Detection & Threat Hunting
1. Log-Based Detection (Recommended)
Look for suspicious POST parameters
Search web server logs for requests containing:
role=administrator
role=admin
role=editor
especially when:
- The request is unauthenticated
- The endpoint is a front-end form
- The request originates from unfamiliar IPs
2. WordPress Audit Checks
Run the following checks:
- Review all administrator accounts
- Look for recently created admins
- Check unfamiliar usernames or emails
- Inspect:
wp_userswp_usermeta
- Verify account creation timestamps against expected activity
3. Behavioral Indicators of Exploitation
Red flags include:
- New admin accounts without a corresponding business action
- Plugin or theme installs shortly after user creation
- Unexpected changes to
wp-config.php - Unknown scheduled tasks (WP-Cron)

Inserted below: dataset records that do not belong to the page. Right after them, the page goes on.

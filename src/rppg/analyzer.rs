//! Heart-rate extraction from the rolling color window.
//!
//! The green channel carries most of the pulse signal. Each analysis pass:
//!
//! 1. Removes the linear trend of the green series
//! 2. Band-limits it to the plausible pulse range (42-240 bpm by default)
//! 3. Picks peaks at least one shortest plausible beat apart
//! 4. Takes the median inter-peak interval as the beat period
//! 5. Grades the estimate from spectral SNR and interval regularity
//!
//! Missing faces, bad lighting and motion never fail the pipeline. They
//! lower the grade or suppress the reading.

use crate::config::duration_millis;
use crate::rppg::buffer::SignalBuffer;
use crate::rppg::dsp;
use crate::rppg::frame::{self, Frame};
use crate::rppg::types::{ColorSample, LightingCondition, Roi, RppgReading, SignalQuality};
use chrono::{DateTime, Utc};
use serde::{Deserialize, Serialize};
use std::time::Duration;

/// Parameters for pulse extraction.
#[derive(Debug, Clone, PartialEq, Serialize, Deserialize)]
pub struct AnalyzerConfig {
    /// Nominal capture rate in Hz, used to size the window
    pub sample_rate_hz: f64,
    /// Length of the sliding window
    #[serde(with = "duration_millis")]
    pub window: Duration,
    /// Fraction of the window that must be filled before analysing
    pub readiness_threshold: f64,
    /// Lower edge of the pulse band
    pub min_bpm: f64,
    /// Upper edge of the pulse band
    pub max_bpm: f64,
    /// Fewest peaks needed for a stable period estimate
    pub min_peaks: usize,
    /// Lowest beat regularity (1 - CV of intervals) accepted as a period
    #[serde(default = "default_min_regularity")]
    pub min_regularity: f64,
    /// SNR in dB at or below which the window is treated as noise
    #[serde(default = "default_min_snr_db")]
    pub min_snr_db: f64,
    /// Summed channel delta between consecutive samples that counts as motion
    pub motion_threshold: f64,
    /// Luminance below which the scene is too dark
    pub dark_luminance: f64,
    /// Luminance above which the scene is too bright
    pub bright_luminance: f64,
}

impl Default for AnalyzerConfig {
    fn default() -> Self {
        Self {
            sample_rate_hz: 30.0,
            window: Duration::from_secs(10),
            readiness_threshold: 0.6,
            min_bpm: 42.0,
            max_bpm: 240.0,
            min_peaks: 4,
            min_regularity: default_min_regularity(),
            min_snr_db: default_min_snr_db(),
            motion_threshold: 12.0,
            dark_luminance: 60.0,
            bright_luminance: 200.0,
        }
    }
}

fn default_min_regularity() -> f64 {
    0.5
}

fn default_min_snr_db() -> f64 {
    -3.0
}

/// Rolling pulse analyzer for one capture session.
#[derive(Debug, Clone)]
pub struct RppgAnalyzer {
    config: AnalyzerConfig,
    buffer: SignalBuffer,
}

impl RppgAnalyzer {
    pub fn new(config: AnalyzerConfig) -> Self {
        let buffer = SignalBuffer::for_window(config.window, config.sample_rate_hz);
        Self { config, buffer }
    }

    pub fn config(&self) -> &AnalyzerConfig {
        &self.config
    }

    pub fn buffer(&self) -> &SignalBuffer {
        &self.buffer
    }

    /// Append a sample to the window, evicting the oldest one when full.
    pub fn add_reading(&mut self, sample: ColorSample) {
        // Re-clamp: the fields are public and may have been edited.
        let sample = ColorSample::new(sample.r, sample.g, sample.b, sample.timestamp);
        self.buffer.push(sample);
    }

    /// Fraction of the window currently filled.
    pub fn buffer_progress(&self) -> f64 {
        self.buffer.progress()
    }

    /// Locate the skin region of a frame.
    pub fn detect_roi(&self, frame: &Frame<'_>) -> Option<Roi> {
        frame::detect_roi(frame)
    }

    /// Average color inside `roi`.
    pub fn extract_color(
        &self,
        frame: &Frame<'_>,
        roi: Option<&Roi>,
        timestamp: DateTime<Utc>,
    ) -> Option<ColorSample> {
        frame::extract_color(frame, roi, timestamp)
    }

    /// Detect, extract and buffer in one step.
    ///
    /// Returns the buffered sample, or `None` when the frame had to be skipped.
    pub fn process_frame(
        &mut self,
        frame: &Frame<'_>,
        timestamp: DateTime<Utc>,
    ) -> Option<ColorSample> {
        let roi = self.detect_roi(frame);
        let sample = self.extract_color(frame, roi.as_ref(), timestamp)?;
        self.add_reading(sample);
        Some(sample)
    }

    pub fn assess_lighting(&self, sample: &ColorSample) -> LightingCondition {
        assess_lighting(&self.config, sample)
    }

    pub fn detect_movement(&self, prev: &ColorSample, curr: &ColorSample) -> bool {
        detect_movement(&self.config, prev, curr)
    }

    /// Estimate heart rate from the current window.
    pub fn analyze(&self) -> Option<RppgReading> {
        estimate_reading(&self.config, &self.buffer.snapshot(), self.buffer.capacity())
    }

    /// Empty the window. `analyze` returns `None` until it refills.
    pub fn clear_buffer(&mut self) {
        self.buffer.clear();
    }

    /// Return the analyzer to its freshly created state.
    pub fn reset(&mut self) {
        self.buffer = SignalBuffer::for_window(self.config.window, self.config.sample_rate_hz);
    }
}

/// Threshold classification of a sample's luminance.
pub fn assess_lighting(config: &AnalyzerConfig, sample: &ColorSample) -> LightingCondition {
    let luminance = sample.luminance();
    if luminance < config.dark_luminance {
        LightingCondition::TooDark
    } else if luminance > config.bright_luminance {
        LightingCondition::TooBright
    } else {
        LightingCondition::Good
    }
}

/// Whether the change between two consecutive samples looks like motion.
pub fn detect_movement(config: &AnalyzerConfig, prev: &ColorSample, curr: &ColorSample) -> bool {
    prev.channel_delta(curr) > config.motion_threshold
}

/// Whether any consecutive pair in the window exceeds the motion threshold.
pub fn window_has_motion(config: &AnalyzerConfig, samples: &[ColorSample]) -> bool {
    samples
        .windows(2)
        .any(|pair| detect_movement(config, &pair[0], &pair[1]))
}

/// Map SNR and beat regularity to a grade.
pub fn grade(snr_db: f64, regularity: f64) -> SignalQuality {
    if snr_db >= 10.0 && regularity >= 0.9 {
        SignalQuality::Excellent
    } else if snr_db >= 5.0 && regularity >= 0.8 {
        SignalQuality::Good
    } else if snr_db >= 0.0 && regularity >= 0.6 {
        SignalQuality::Fair
    } else {
        SignalQuality::Poor
    }
}

/// Estimate a reading from a window snapshot.
///
/// `capacity` is the full window size the snapshot was taken from; the
/// readiness gate is evaluated against it.
pub fn estimate_reading(
    config: &AnalyzerConfig,
    samples: &[ColorSample],
    capacity: usize,
) -> Option<RppgReading> {
    if capacity == 0 || (samples.len() as f64 / capacity as f64) < config.readiness_threshold {
        return None;
    }
    let first = samples.first()?;
    let last = samples.last()?;

    let span_secs = (last.timestamp - first.timestamp).num_microseconds()? as f64 / 1e6;
    let sample_rate = if span_secs > 0.0 {
        (samples.len() - 1) as f64 / span_secs
    } else {
        config.sample_rate_hz
    };

    let green: Vec<f64> = samples.iter().map(|s| s.g).collect();
    let detrended = dsp::detrend(&green);
    let filtered = dsp::band_limit(
        &detrended,
        sample_rate,
        config.min_bpm / 60.0,
        config.max_bpm / 60.0,
    );

    let spread = dsp::std_dev(&filtered);
    if spread <= 1e-9 {
        tracing::debug!("flat pulse band, no reading");
        return None;
    }

    let min_distance = ((sample_rate * 60.0 / config.max_bpm).floor() as usize).max(1);
    let peaks = dsp::find_peaks(&filtered, min_distance, 0.3 * spread);
    if peaks.len() < config.min_peaks {
        tracing::debug!(peaks = peaks.len(), "too few peaks for a stable period");
        return None;
    }

    let intervals_ms: Vec<f64> = peaks
        .windows(2)
        .filter_map(|pair| {
            (samples[pair[1]].timestamp - samples[pair[0]].timestamp).num_microseconds()
        })
        .map(|us| us as f64 / 1000.0)
        .collect();

    let period_ms = dsp::median(&intervals_ms)?;
    if period_ms <= 0.0 {
        return None;
    }
    let bpm = 60_000.0 / period_ms;
    if bpm < config.min_bpm || bpm > config.max_bpm {
        tracing::debug!(bpm, "period outside plausible pulse range");
        return None;
    }

    let snr = dsp::spectral_snr(&detrended, sample_rate, bpm / 60.0);
    let regularity = dsp::regularity(&intervals_ms);
    if regularity < config.min_regularity || snr <= config.min_snr_db {
        tracing::debug!(bpm, snr, regularity, "no stable period in window");
        return None;
    }
    let motion_detected = window_has_motion(config, samples);

    let mut quality = grade(snr, regularity);
    if motion_detected {
        quality = quality.downgrade();
    }

    Some(RppgReading {
        bpm,
        snr,
        quality,
        timestamp: last.timestamp,
        motion_detected,
        lighting: assess_lighting(config, last),
    })
}

#[cfg(test)]
mod tests {
    use super::*;
    use approx::assert_abs_diff_eq;
    use chrono::{Duration as ChronoDuration, TimeZone};
    use std::f64::consts::PI;

    fn t0() -> DateTime<Utc> {
        Utc.timestamp_opt(1_700_000_000, 0).unwrap()
    }

    fn pulse_sample(i: usize, bpm: f64, fs: f64) -> ColorSample {
        let t = i as f64 / fs;
        let g = 140.0 + 2.0 * (2.0 * PI * bpm / 60.0 * t).sin();
        ColorSample::new(
            200.0,
            g,
            110.0,
            t0() + ChronoDuration::microseconds((t * 1e6) as i64),
        )
    }

    fn filled(bpm: f64, count: usize) -> RppgAnalyzer {
        let mut analyzer = RppgAnalyzer::new(AnalyzerConfig::default());
        for i in 0..count {
            analyzer.add_reading(pulse_sample(i, bpm, 30.0));
        }
        analyzer
    }

    #[test]
    fn test_recovers_synthetic_pulse() {
        let analyzer = filled(72.0, 300);
        let reading = analyzer.analyze().expect("full window should yield a reading");

        assert_abs_diff_eq!(reading.bpm, 72.0, epsilon = 2.0);
        assert!(reading.snr > 10.0, "snr {}", reading.snr);
        assert_eq!(reading.quality, SignalQuality::Excellent);
        assert!(!reading.motion_detected);
        assert_eq!(reading.lighting, LightingCondition::Good);
    }

    #[test]
    fn test_tracks_different_rates() {
        for bpm in [54.0, 90.0, 120.0] {
            let reading = filled(bpm, 300).analyze().unwrap();
            assert_abs_diff_eq!(reading.bpm, bpm, epsilon = 3.0);
        }
    }

    #[test]
    fn test_readiness_gate() {
        let analyzer = filled(72.0, 170);
        assert!(analyzer.buffer_progress() < 0.6);
        assert!(analyzer.analyze().is_none());

        let analyzer = filled(72.0, 180);
        assert_abs_diff_eq!(analyzer.buffer_progress(), 0.6, epsilon = 1e-12);
        assert!(analyzer.analyze().is_some());
    }

    #[test]
    fn test_clear_buffer_suppresses_reading() {
        let mut analyzer = filled(72.0, 300);
        analyzer.clear_buffer();
        assert_eq!(analyzer.buffer_progress(), 0.0);
        assert!(analyzer.analyze().is_none());

        for i in 0..100 {
            analyzer.add_reading(pulse_sample(i, 72.0, 30.0));
        }
        assert!(analyzer.analyze().is_none());
    }

    #[test]
    fn test_flat_signal_yields_nothing() {
        let mut analyzer = RppgAnalyzer::new(AnalyzerConfig::default());
        for i in 0..300 {
            analyzer.add_reading(ColorSample::new(
                200.0,
                140.0,
                110.0,
                t0() + ChronoDuration::milliseconds(i * 33),
            ));
        }
        assert!(analyzer.analyze().is_none());
    }

    /// Deterministic uniform noise in `[-1, 1)`.
    fn noise(state: &mut u64) -> f64 {
        *state = state
            .wrapping_mul(6_364_136_223_846_793_005)
            .wrapping_add(1_442_695_040_888_963_407);
        ((*state >> 11) as f64 / (1u64 << 53) as f64) * 2.0 - 1.0
    }

    #[test]
    fn test_noise_only_window_yields_nothing() {
        let mut state = 0x5eed;
        for count in [180, 300] {
            let mut analyzer = RppgAnalyzer::new(AnalyzerConfig::default());
            for i in 0..count {
                let t = i as f64 / 30.0;
                analyzer.add_reading(ColorSample::new(
                    200.0,
                    140.0 + 0.3 * t + 2.0 * noise(&mut state),
                    110.0,
                    t0() + ChronoDuration::microseconds((t * 1e6) as i64),
                ));
            }
            assert!(analyzer.analyze().is_none(), "noise produced a reading at {count} samples");
        }
    }

    #[test]
    fn test_buried_pulse_yields_nothing() {
        let mut state = 42;
        let mut analyzer = RppgAnalyzer::new(AnalyzerConfig::default());
        for i in 0..300 {
            let mut sample = pulse_sample(i, 72.0, 30.0);
            sample.g += 8.0 * noise(&mut state);
            analyzer.add_reading(sample);
        }
        assert!(analyzer.analyze().is_none());
    }

    #[test]
    fn test_motion_spike_downgrades_reading() {
        let mut analyzer = RppgAnalyzer::new(AnalyzerConfig::default());
        for i in 0..300 {
            let mut sample = pulse_sample(i, 72.0, 30.0);
            if i == 150 {
                sample.r += 20.0;
            }
            analyzer.add_reading(sample);
        }

        let reading = analyzer.analyze().expect("spike leaves the pulse intact");
        assert!(reading.motion_detected);
        assert_eq!(reading.quality, SignalQuality::Good);
        assert_abs_diff_eq!(reading.bpm, 72.0, epsilon = 2.0);
    }

    #[test]
    fn test_lighting_classification() {
        let analyzer = RppgAnalyzer::new(AnalyzerConfig::default());
        assert_eq!(
            analyzer.assess_lighting(&ColorSample::now(20.0, 20.0, 20.0)),
            LightingCondition::TooDark
        );
        assert_eq!(
            analyzer.assess_lighting(&ColorSample::now(250.0, 250.0, 250.0)),
            LightingCondition::TooBright
        );
        assert_eq!(
            analyzer.assess_lighting(&ColorSample::now(200.0, 140.0, 110.0)),
            LightingCondition::Good
        );
    }

    #[test]
    fn test_movement_threshold() {
        let analyzer = RppgAnalyzer::new(AnalyzerConfig::default());
        let still = ColorSample::now(200.0, 140.0, 110.0);
        let jitter = ColorSample::now(201.0, 141.5, 110.0);
        let jump = ColorSample::now(215.0, 150.0, 118.0);

        assert!(!analyzer.detect_movement(&still, &jitter));
        assert!(analyzer.detect_movement(&still, &jump));
        assert!(window_has_motion(analyzer.config(), &[still, jitter, jump]));
    }

    #[test]
    fn test_grade_table() {
        assert_eq!(grade(15.0, 0.95), SignalQuality::Excellent);
        assert_eq!(grade(15.0, 0.85), SignalQuality::Good);
        assert_eq!(grade(2.0, 0.95), SignalQuality::Fair);
        assert_eq!(grade(-3.0, 0.95), SignalQuality::Poor);
    }

    #[test]
    fn test_process_frame_skips_faceless_frames() {
        use crate::rppg::frame::FrameBuf;

        let mut analyzer = RppgAnalyzer::new(AnalyzerConfig::default());
        let background = FrameBuf::solid(32, 32, [10, 50, 20]);
        assert!(analyzer.process_frame(&background.as_frame(), Utc::now()).is_none());
        assert_eq!(analyzer.buffer().len(), 0);

        let face = FrameBuf::solid(32, 32, [200, 140, 110]);
        assert!(analyzer.process_frame(&face.as_frame(), Utc::now()).is_some());
        assert_eq!(analyzer.buffer().len(), 1);
    }
}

4. WAF / IDS Detection Rules (Examples)
Generic ModSecurity-style logic
IF request.method == POST
AND request.body CONTAINS "role="
AND NOT authenticated
THEN alert/block
Suricata / IDS Conceptual Rule (Simplified)
alert http any any -> any any (
msg:"Possible WordPress Privilege Escalation Attempt";
flow:to_server,established;
content:"role=administrator";
http_client_body;
classtype:web-application-attack;)
5. File Integrity Monitoring
If exploitation is suspected:
- Compare core WordPress files against known-good hashes
- Review plugin directories for recently modified PHP files
- Look for obfuscated PHP or base64-encoded payloads
Mitigation & Remediation
Immediate Actions
- Update the plugin immediately
- Remove or disable:
- Any public user-creation or update forms
- Any form that maps user roles
- Rotate:
- WordPress admin passwords
- Database credentials
- Audit all admin accounts
Permanent Fix (Official Patch)
Upgrade to a patched version of the plugin:
Patch / Upgrade Link
https://wordpress.org/plugins/acf-extended/
Version 0.9.2.2 or later enforces proper role validation and authorization checks.
Lessons Learned
CVE-2025-14533 highlights a recurring pattern in WordPress security incidents:
- Front-end convenience features
- Over-trust in client-supplied input
- Missing server-side authorization
- Privileged fields exposed unintentionally
Any system that allows user-controlled data to map directly to authorization fields must validate and restrict those fields server-side—always.